See, Uyghurs are Muslim Turks whose Central Asian country, East Turkistan, was annexed by China and turned into a province called the Xinjiang Uyghur Autonomous Region in 1955. The oil- and gas-rich region is four times the size of California. It claims borders with Russia and Mongolia on the north, China on the east (it's outside the Great Wall), Pakistan and India on the southwest, Kazakhstan, Kyrgyzstan, Afghanistan and Tajikistan on the west, and Tibet on the south.
Like the Tibetans, Uyghurs want their country, culture, religion and language back. But instead of having the famous Dalai Lama as a champion, they have Rebiya Kadeer, a little-known human rights activist and former political prisoner now living in the United States.
And they have Mohamed Tohti, the Toronto-based president of the Uyghur Canadian Association. It's Tohti who invites me to the Silk Road Restaurant.
Toronto's first Uyghur restaurant is on a bland stretch of Horner Ave. east of Browns Line in an Italian area of Etobicoke. But that's okay by owner Hayrat Kurban, who opened Silk Road in September in the affordable area that he also calls home.
The space is Spartan, the menu small, the prices low, the meat halal. The menu is presented in Chinese or in photos. There's "lagman #1" and "lagman #2" — boiled handmade noodles with beef, lamb or vegetables. There are soups (lamb or chicken), shish kebabs (lamb or beef) and polos (rice platters, also called "pilows," with lamb or chicken). And there are four combo deals, for a top price of $12.59.
Tohti orders lamb shish kebabs and lagman with lamb. Kurban's teenage daughter Dildana Heyireti pours us Chinese black tea.
I fell for Uyghur food a few years ago in Beijing, where it's considered regional Chinese fare and is better known as Xinjiang food (Xinjiang means new territory/frontier). I was dubious that my cumin-spiked lamb kebabs and Afghani-style flatbreads would be thrilling, but the bewitching taste lingers. I ate in complete ignorance of Chinese-Uyghur politics.
"In Canada, we would like to make more of the public aware about Uyghurs and the problems, and we'd like to introduce our culture," allows Tohti. "Back home, we would like an opportunity for Uyghurs to decide the future peacefully. We would like to restore our independent nation."
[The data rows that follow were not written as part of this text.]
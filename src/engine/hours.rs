//! Effective opening hours for a branch on a date.
//!
//! Three tiers, tried in order, first match wins: a special date for the exact
//! day, the weekly row for its weekday, the branch defaults. Tiers never merge.

use chrono::{Datelike, NaiveDate};

use crate::model::DayHours;

use super::store::BranchState;

pub const DEFAULT_CLOSED_NOTE: &str = "Closed";
pub const WEEKLY_CLOSED_NOTE: &str = "Closed on this day";

type Resolver = fn(&BranchState, NaiveDate) -> Option<DayHours>;

const CHAIN: [Resolver; 3] = [special_date, weekly_hours, branch_default];

pub fn resolve(state: &BranchState, date: NaiveDate) -> DayHours {
    CHAIN
        .iter()
        .find_map(|tier| tier(state, date))
        .unwrap_or_else(|| DayHours::closed(DEFAULT_CLOSED_NOTE))
}

/// Monday = 0 .. Sunday = 6.
pub fn day_of_week(date: NaiveDate) -> u8 {
    date.weekday().num_days_from_monday() as u8
}

fn special_date(state: &BranchState, date: NaiveDate) -> Option<DayHours> {
    let special = state.special_dates.get(&date)?;
    if special.is_closed {
        let note = if special.note.is_empty() {
            DEFAULT_CLOSED_NOTE.to_string()
        } else {
            special.note.clone()
        };
        return Some(DayHours::closed(note));
    }
    let note = Some(special.note.clone()).filter(|n| !n.is_empty());
    match (special.opening_time, special.closing_time) {
        (Some(opening), Some(closing)) => Some(DayHours::open(opening, closing, note)),
        // stored rows always carry both; a partial row falls through
        _ => None,
    }
}

fn weekly_hours(state: &BranchState, date: NaiveDate) -> Option<DayHours> {
    let hours = state.weekly_hours.get(&day_of_week(date))?;
    if hours.is_closed {
        Some(DayHours::closed(WEEKLY_CLOSED_NOTE))
    } else {
        Some(DayHours::open(hours.opening_time, hours.closing_time, None))
    }
}

fn branch_default(state: &BranchState, _date: NaiveDate) -> Option<DayHours> {
    Some(DayHours::open(
        state.branch.opening_time,
        state.branch.closing_time,
        None,
    ))
}
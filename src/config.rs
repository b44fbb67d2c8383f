use std::fmt;
use std::path::PathBuf;
use std::str::FromStr;

pub const DEFAULT_PORT: u16 = 5433;
pub const DEFAULT_BIND: &str = "0.0.0.0";
pub const DEFAULT_DATA_DIR: &str = "./data";
pub const DEFAULT_PASSWORD: &str = "covers";
pub const DEFAULT_MAX_CONNECTIONS: usize = 256;
pub const DEFAULT_COMPACT_THRESHOLD: u64 = 1000;
pub const DEFAULT_NOTIFY_ATTEMPTS: u32 = 3;

/// Server settings, read once at startup from `COVERS_*` environment
/// variables.
#[derive(Debug, Clone, PartialEq, Eq)]
pub struct Config {
    pub port: u16,
    pub bind: String,
    pub data_dir: PathBuf,
    pub password: String,
    pub max_connections: usize,
    pub compact_threshold: u64,
    pub notify_attempts: u32,
    pub tls_cert: Option<String>,
    pub tls_key: Option<String>,
    pub metrics_port: Option<u16>,
}

#[derive(Debug, Clone, PartialEq, Eq)]
pub enum ConfigError {
    /// Exactly one of the certificate and key paths was set.
    IncompleteTls,
}

impl fmt::Display for ConfigError {
    fn fmt(&self, f: &mut fmt::Formatter<'_>) -> fmt::Result {
        match self {
            ConfigError::IncompleteTls => {
                write!(f, "COVERS_TLS_CERT and COVERS_TLS_KEY must be set together")
            }
        }
    }
}

impl std::error::Error for ConfigError {}

impl Config {
    pub fn from_env() -> Result<Self, ConfigError> {
        Self::from_lookup(|key| std::env::var(key).ok())
    }

    /// Build from any key lookup. Numbers that don't parse fall back to
    /// their defaults.
    pub fn from_lookup(lookup: impl Fn(&str) -> Option<String>) -> Result<Self, ConfigError> {
        let text = |key: &str| lookup(key).filter(|s| !s.is_empty());

        let tls_cert = text("COVERS_TLS_CERT");
        let tls_key = text("COVERS_TLS_KEY");
        if tls_cert.is_some() != tls_key.is_some() {
            return Err(ConfigError::IncompleteTls);
        }

        Ok(Self {
            port: parsed(&lookup, "COVERS_PORT").unwrap_or(DEFAULT_PORT),
            bind: text("COVERS_BIND").unwrap_or_else(|| DEFAULT_BIND.into()),
            data_dir: text("COVERS_DATA_DIR")
                .map(PathBuf::from)
                .unwrap_or_else(|| PathBuf::from(DEFAULT_DATA_DIR)),
            password: text("COVERS_PASSWORD").unwrap_or_else(|| DEFAULT_PASSWORD.into()),
            max_connections: parsed(&lookup, "COVERS_MAX_CONNECTIONS")
                .filter(|n| *n > 0)
                .unwrap_or(DEFAULT_MAX_CONNECTIONS),
            compact_threshold: parsed(&lookup, "COVERS_COMPACT_THRESHOLD")
                .unwrap_or(DEFAULT_COMPACT_THRESHOLD),
            notify_attempts: parsed(&lookup, "COVERS_NOTIFY_ATTEMPTS")
                .filter(|n| *n > 0)
                .unwrap_or(DEFAULT_NOTIFY_ATTEMPTS),
            tls_cert,
            tls_key,
            metrics_port: parsed(&lookup, "COVERS_METRICS_PORT"),
        })
    }

    pub fn listen_addr(&self) -> String {
        format!("{}:{}", self.bind, self.port)
    }

    pub fn wal_path(&self) -> PathBuf {
        self.data_dir.join("covers.wal")
    }
}

/// A number from the lookup, or `None` when unset or unparsable.
fn parsed<T: FromStr>(lookup: &impl Fn(&str) -> Option<String>, key: &str) -> Option<T> {
    lookup(key).and_then(|s| s.trim().parse().ok())
}

#[cfg(test)]
mod tests {
    use super::*;
    use std::collections::HashMap;

    fn config_from(pairs: &[(&str, &str)]) -> Result<Config, ConfigError> {
        let vars: HashMap<String, String> = pairs
            .iter()
            .map(|(k, v)| (k.to_string(), v.to_string()))
            .collect();
        Config::from_lookup(|key| vars.get(key).cloned())
    }

    #[test]
    fn defaults_when_unset() {
        let cfg = config_from(&[]).unwrap();
        assert_eq!(cfg.port, 5433);
        assert_eq!(cfg.listen_addr(), "0.0.0.0:5433");
        assert_eq!(cfg.data_dir, PathBuf::from("./data"));
        assert_eq!(cfg.password, "covers");
        assert_eq!(cfg.max_connections, 256);
        assert_eq!(cfg.compact_threshold, 1000);
        assert_eq!(cfg.notify_attempts, 3);
        assert_eq!(cfg.tls_cert, None);
        assert_eq!(cfg.metrics_port, None);
    }

    #[test]
    fn each_number_parses_at_its_own_width() {
        let cfg = config_from(&[
            ("COVERS_PORT", "6000"),
            ("COVERS_MAX_CONNECTIONS", "70000"),
            ("COVERS_COMPACT_THRESHOLD", "5000000000"),
            ("COVERS_NOTIFY_ATTEMPTS", "7"),
        ])
        .unwrap();
        assert_eq!(cfg.port, 6000u16);
        assert_eq!(cfg.max_connections, 70_000usize);
        assert_eq!(cfg.compact_threshold, 5_000_000_000u64);
        assert_eq!(cfg.notify_attempts, 7u32);
    }

    #[test]
    fn overrides_are_read() {
        let cfg = config_from(&[
            ("COVERS_PORT", "6543"),
            ("COVERS_BIND", "127.0.0.1"),
            ("COVERS_DATA_DIR", "/var/lib/covers"),
            ("COVERS_PASSWORD", "s3cret"),
            ("COVERS_MAX_CONNECTIONS", " 32 "),
            ("COVERS_METRICS_PORT", "9100"),
        ])
        .unwrap();
        assert_eq!(cfg.listen_addr(), "127.0.0.1:6543");
        assert_eq!(cfg.wal_path(), PathBuf::from("/var/lib/covers/covers.wal"));
        assert_eq!(cfg.password, "s3cret");
        assert_eq!(cfg.max_connections, 32);
        assert_eq!(cfg.metrics_port, Some(9100));
    }

    #[test]
    fn unparsable_numbers_fall_back() {
        let cfg = config_from(&[
            ("COVERS_PORT", "eighty"),
            ("COVERS_MAX_CONNECTIONS", "0"),
            ("COVERS_COMPACT_THRESHOLD", "-5"),
            ("COVERS_METRICS_PORT", "99999"),
        ])
        .unwrap();
        assert_eq!(cfg.port, DEFAULT_PORT);
        assert_eq!(cfg.max_connections, DEFAULT_MAX_CONNECTIONS);
        assert_eq!(cfg.compact_threshold, DEFAULT_COMPACT_THRESHOLD);
        assert_eq!(cfg.metrics_port, None);
    }

    #[test]
    fn tls_needs_both_paths() {
        assert_eq!(
            config_from(&[("COVERS_TLS_CERT", "cert.pem")]),
            Err(ConfigError::IncompleteTls)
        );
        let cfg = config_from(&[("COVERS_TLS_CERT", "cert.pem"), ("COVERS_TLS_KEY", "key.pem")]).unwrap();
        assert_eq!(cfg.tls_key.as_deref(), Some("key.pem"));
    }
}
The kebabs arrive on long, wide, silver skewers. Normally I'd use a fork to slide the meat off the skewers on to a plate, and then pop them into my mouth, but that's not the Uyghur way.
With one hand, Tohti raises the skewer parallel to his mouth, grips the kebab closest to the end with his teeth and deftly slides it off the pointed edge and into his mouth.
"You like the taste?" he asks.
I like the taste. The tender lamb has the right amount of flavour-boosting fat and is spiced with cumin seeds, red pepper flakes, salt and pepper.
"Uyghurs are Muslim — we just don't eat pork," says Tohti. "We drink, we're quite liberal, but we don't eat pork regardless. Religion has never been a slogan for Uyghurs — just a lifestyle."
Most Uyghurs follow the moderate Sufi strain of Islam. (Tohti and Kurban later shake my hand, something traditional Muslim men would never do.)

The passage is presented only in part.